In the past decades, after the widespread therapeutic use of antisecretive drugs (cimetidine, ranitidine, and proton pump inhibitors), the incidence of peptic ulcer disease showed a real and significant decrease. The treatment of the Helicobacter pylori infections contributed to these results, demonstrated by the reduced prevalence of these infections [1]. However, the expected reduction in ulcer disease complications did not clearly occur [2, 3]. It is possible to hypothesize a role in the widespread use, also as self-medication, of drugs with gastric injurious side effect such as acetylsalicylic acid (ASA) or nonsteroidal anti-inflammatory drugs (NSAIDs) and besides a role of inaccurate therapy for H. pylori infection [4]. Some research studies have shown the role of independent risk factors and a synergic action performed by the use of NSAIDs and the presence of H. pylori infection on the evolution of gastroduodenal mucosal impairment/ulceration, ulcer bleeding, and perforation [5]. There are also other significant risk factors of gastroduodenal ulcer occurrence and their complications, such as alcohol consumption, nicotine use, stress life conditions, immunosuppressor therapies, gastric acid hypersecretion states with hypergastrinemia, hyperhistaminemia, etc. [6, 7, 8]. In the gastroduodenal site, the mucosal transitional zones are the areas of major risk of development of peptic ulcer because of being exposed to damaging effects of pepsin, gastric acid secretion, bile, and pancreatic juice. The gastric ulcers are usually located along the lesser curvature, in continuousness with the fundus, site of the gastric acid production by the parietal cells. The duodenal ulcers habitually occur in the duodenal bulb and in the prepyloric area.


2. Pathophysiology of peptic ulcer and H. pylori infection

The pathophysiology of the gastric ulcers is characterized by the reduction of acid secretion, chronic gastritis, duodenogastric reflux of bile and pancreatic juice; on the other hand, in the duodenal ulcers there are elevation of gastric acid secretion, increase of parietal cell mass, and duodenal acid/pepsin charge.

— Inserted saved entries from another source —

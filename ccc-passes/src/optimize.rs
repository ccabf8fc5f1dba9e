//! Constant folding and dead branch elimination, iterated to a fixpoint.
//!
//! Expects a tree that passed semantic analysis: the rewrites rely on the expression annotations.

use crate::fold;
use ccc_ast::ast::{Block, Expr, ExprKind, FunctionDef, Item, Literal, Program, Stmt, StmtKind};
use ccc_ast::ops::BinaryOp;
use std::mem;
use tracing::{debug, trace, warn};

/// What the enclosing block should do with a statement after it was visited.
#[derive(Debug, Clone, PartialEq)]
pub enum Rewrite {
    Unchanged,
    /// Replace the statement with another one.
    Replace(Stmt),
    /// Delete the statement.
    Remove,
    /// Delete the statement and insert these statements at its position.
    Splice(Vec<Stmt>),
}

#[derive(Debug, Clone, Copy, Default, PartialEq, Eq)]
pub struct OptimizeStats {
    /// Number of sweeps run, including the final sweep that changed nothing.
    pub sweeps: usize,
    /// Total number of rewrites applied.
    pub rewrites: usize,
}

/// Fixpoint optimizer.
#[derive(Debug, Default)]
pub struct Optimizer {
    /// Rewrites applied during the current sweep.
    rewrites: usize,
}

impl Optimizer {
    pub fn new() -> Self {
        Self::default()
    }

    /// Sweeps `program` until a sweep applies no rewrite.
    pub fn run(&mut self, program: &mut Program) -> OptimizeStats {
        let mut stats = OptimizeStats::default();
        loop {
            let rewrites = self.sweep(program);
            stats.sweeps += 1;
            stats.rewrites += rewrites;
            debug!(sweep = stats.sweeps, rewrites, "optimizer sweep done");
            if rewrites == 0 {
                break;
            }
        }
        stats
    }

    /// Runs a single sweep over every function body. Returns the number of rewrites applied.
    ///
    /// Each block applies at most one removal or splice per sweep.
    pub fn sweep(&mut self, program: &mut Program) -> usize {
        self.rewrites = 0;
        for item in &mut program.items {
            if let Item::Definition(FunctionDef { body, .. }) = item {
                self.optimize_block(body);
            }
        }
        self.rewrites
    }

    fn optimize_block(&mut self, block: &mut Block) {
        let mut pending = None;
        for (index, stmt) in block.stmts.iter_mut().enumerate() {
            match self.optimize_stmt(stmt) {
                Rewrite::Unchanged => {}
                Rewrite::Replace(new) => {
                    *stmt = new;
                    self.rewrites += 1;
                }
                edit => {
                    pending = Some((index, edit));
                    break;
                }
            }
        }

        if let Some((index, edit)) = pending {
            self.rewrites += 1;
            match edit {
                Rewrite::Splice(stmts) => {
                    block.stmts.splice(index..=index, stmts);
                }
                _ => {
                    block.stmts.remove(index);
                }
            }
        }
    }

    /// Optimizes a statement that is not directly inside a block, such as the body of a loop.
    /// A removed statement becomes an empty block and spliced statements are wrapped in a block.
    fn optimize_nested(&mut self, stmt: &mut Stmt) {
        let loc = stmt.loc;
        let new = match self.optimize_stmt(stmt) {
            Rewrite::Unchanged => return,
            Rewrite::Replace(new) => new,
            Rewrite::Remove => Stmt::empty_block(loc),
            Rewrite::Splice(stmts) => Stmt::new(StmtKind::Block(Block { stmts, loc }), loc),
        };
        *stmt = new;
        self.rewrites += 1;
    }

    fn optimize_stmt(&mut self, stmt: &mut Stmt) -> Rewrite {
        let loc = stmt.loc;
        match &mut stmt.kind {
            StmtKind::Declaration(_) | StmtKind::Break | StmtKind::Continue | StmtKind::Return(None) => {}
            StmtKind::DeclAndAssign { init: value, .. }
            | StmtKind::Assignment { value, .. }
            | StmtKind::AugmentedAssignment { value, .. }
            | StmtKind::Return(Some(value))
            | StmtKind::Expr(value) => self.rewrite_expr(value),
            StmtKind::Block(block) => self.optimize_block(block),
            StmtKind::If { cond, body } => {
                self.rewrite_expr(cond);
                match cond.as_literal() {
                    Some(Literal::Bool(true)) => {
                        trace!(%loc, "splicing body of if (true)");
                        let body = mem::replace(body, Box::new(Stmt::empty_block(loc)));
                        return Rewrite::Splice(body.into_stmts());
                    }
                    Some(Literal::Bool(false)) => {
                        trace!(%loc, "removing if (false)");
                        return Rewrite::Remove;
                    }
                    _ => self.optimize_nested(body),
                }
            }
            StmtKind::While { cond, body } => {
                self.rewrite_expr(cond);
                if cond.as_literal() == Some(Literal::Bool(false)) {
                    trace!(%loc, "removing while (false)");
                    return Rewrite::Remove;
                }
                self.optimize_nested(body);
            }
            StmtKind::For {
                init,
                cond,
                update,
                body,
            } => {
                if let Some(cond) = cond {
                    self.rewrite_expr(cond);
                    if cond.as_literal() == Some(Literal::Bool(false)) {
                        // Only the initializer still runs. Keep it in a block so its declarations stay scoped.
                        trace!(%loc, "removing for loop with a false condition");
                        let stmts = init.take().map(|init| vec![*init]).unwrap_or_default();
                        return Rewrite::Replace(Stmt::new(StmtKind::Block(Block { stmts, loc }), loc));
                    }
                }
                if let Some(init) = init {
                    self.optimize_nested(init);
                }
                if let Some(update) = update {
                    self.optimize_nested(update);
                }
                self.optimize_nested(body);
            }
        }
        Rewrite::Unchanged
    }

    /// Optimizes `expr` in place.
    fn rewrite_expr(&mut self, expr: &mut Expr) {
        if let Some(new) = self.optimize_expr(expr) {
            trace!(loc = %expr.loc, "folded expression");
            *expr = new;
            self.rewrites += 1;
        }
    }

    /// Optimizes the children of `expr` and returns a replacement for `expr` itself, if any.
    fn optimize_expr(&mut self, expr: &mut Expr) -> Option<Expr> {
        let loc = expr.loc;
        let ty = expr.ty;
        let folded = match &mut expr.kind {
            ExprKind::Literal(_) | ExprKind::Variable(_) => None,
            ExprKind::Call { args, .. } => {
                for arg in args {
                    self.rewrite_expr(arg);
                }
                None
            }
            ExprKind::Binary { op, lhs, rhs } => {
                self.rewrite_expr(lhs);
                self.rewrite_expr(rhs);
                let (lhs, rhs) = (lhs.as_literal()?, rhs.as_literal()?);
                let folded = fold::fold_binary(*op, lhs, rhs);
                if folded.is_none() && matches!(op, BinaryOp::Div | BinaryOp::Rem) {
                    warn!(%loc, "not folding `{} {} {}`: division by zero or overflow", lhs, op, rhs);
                }
                folded
            }
            ExprKind::Logical { op, lhs, rhs } => {
                self.rewrite_expr(lhs);
                self.rewrite_expr(rhs);
                Some(fold::fold_logical(*op, lhs.as_literal()?, rhs.as_literal()?))
            }
            ExprKind::Relational { op, lhs, rhs } => {
                self.rewrite_expr(lhs);
                self.rewrite_expr(rhs);
                fold::fold_relational(*op, lhs.as_literal()?, rhs.as_literal()?)
            }
            ExprKind::Unary { op, operand } => {
                self.rewrite_expr(operand);
                fold::fold_unary(*op, operand.as_literal()?)
            }
            ExprKind::Cast { target, operand } => {
                self.rewrite_expr(operand);
                if operand.ty == Some(*target) {
                    return Some(operand.take());
                }
                fold::fold_cast(*target, operand.as_literal()?)
            }
            ExprKind::Ternary {
                cond,
                then_expr,
                else_expr,
            } => {
                self.rewrite_expr(cond);
                self.rewrite_expr(then_expr);
                self.rewrite_expr(else_expr);
                return match cond.as_literal()? {
                    Literal::Bool(true) => Some(then_expr.take()),
                    Literal::Bool(false) => Some(else_expr.take()),
                    _ => None,
                };
            }
        };

        let literal = folded?;
        // Never change the type of a node.
        if ty.is_some() && ty != Some(literal.ty()) {
            return None;
        }
        Some(Expr::literal(literal, loc))
    }
}

/// Runs the optimizer on `program` until nothing changes.
pub fn optimize(program: &mut Program) -> OptimizeStats {
    Optimizer::new().run(program)
}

The identification of H. pylori infection as leading cause of peptic ulcer has completely changed the knowledge of the disease. Briefly we can believe that in the general population, the prevalence of the H. pylori infection as cause of peptic ulcer is very high, over 90% of patients with duodenal ulcer and 75% circa of patients with gastric ulcer. Furthermore, the H. pylori can be found in the gastroduodenal tract without disease. Usually the H. pylori is present in the patients with chronic gastritis that can develop in atrophic gastritis. The treatment therapies of H. pylori infection have been currently performed in the last decades and have shown effective, high recovery rate in peptic ulcer disease [9]. The usual way of the diagnosis is by endoscopic examination, and the medical therapy is currently effective. The complications of peptic ulcers, as bleeding, perforation, outflow obstruction usually require the endoscopic or radiological interventions or in some cases surgical procedures. The H. pylori causes damage, injury within the gastroduodenal mucosa followed by inflammatory response with mucosal ulceration. The H. pylori, in the gastric lumen, develops defense mechanism with production of urease enzyme, conversion of urea into ammonia and carbon dioxide, gastric acid tamponade, decreasing adverse gastric acidity. The alkalinization of the gastric setting causes decrease of somatostatine production, reduction of gastrin secretion, restriction. In summary, the disruption of secretory balance of gastrin is followed by parietal cell hyperplasia and rise of gastrinemia and gastric acidity [10]. The non-steroidal anti-inflammatory drugs (NSAIDs) and acetylsalicilic acid (ASA) accomplish peptic ulcers by local and systemic actions. These drugs, as acid, develop on gastroduodenal mucosal cells, cytotoxic action, and damage cell proliferation. The systemic action of NSAIDs develops by prevention of gastric prostaglandin output and its protective action versus mucosal damage of acydity by increase of mucus and bicarbonate production and increment of mucosal blood perfusion [11].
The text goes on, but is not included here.